(Given records)

use cosmwasm_std::StdError;
use picker_common::PickerError;
use thiserror::Error;

#[derive(Error, Debug)]
pub enum ContractError {
    #[error("{0}")]
    Std(#[from] StdError),

    #[error("{0}")]
    Picker(#[from] PickerError),

    #[error("unauthorized: {reason}")]
    Unauthorized { reason: String },

    #[error("draw {draw_id} is still in progress")]
    DrawInProgress { draw_id: u64 },

    #[error("no draw is in progress")]
    NoDrawInProgress,

    #[error("draw {draw_id} resolves at {resolve_at} (ns)")]
    DrawNotReady { draw_id: u64, resolve_at: u64 },

    #[error("draw {draw_id} not found")]
    DrawNotFound { draw_id: u64 },

    #[error("stats reset must be confirmed")]
    ResetNotConfirmed,

    #[error("invalid config: {reason}")]
    InvalidConfig { reason: String },

    #[error("invalid hex: {field}")]
    InvalidHex { field: String },
}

(End Given records)

Where the data above reaches the line holding "#[derive(Error, Debug)]", begin printing, and stop after the line holding "u64, resolve_at: u64". Each line must be reproduced exactly, with nothing else added.

# Reply to the exercise
#[derive(Error, Debug)]
pub enum ContractError {
    #[error("{0}")]
    Std(#[from] StdError),

    #[error("{0}")]
    Picker(#[from] PickerError),

    #[error("unauthorized: {reason}")]
    Unauthorized { reason: String },

    #[error("draw {draw_id} is still in progress")]
    DrawInProgress { draw_id: u64 },

    #[error("no draw is in progress")]
    NoDrawInProgress,

    #[error("draw {draw_id} resolves at {resolve_at} (ns)")]
    DrawNotReady { draw_id: u64, resolve_at: u64 },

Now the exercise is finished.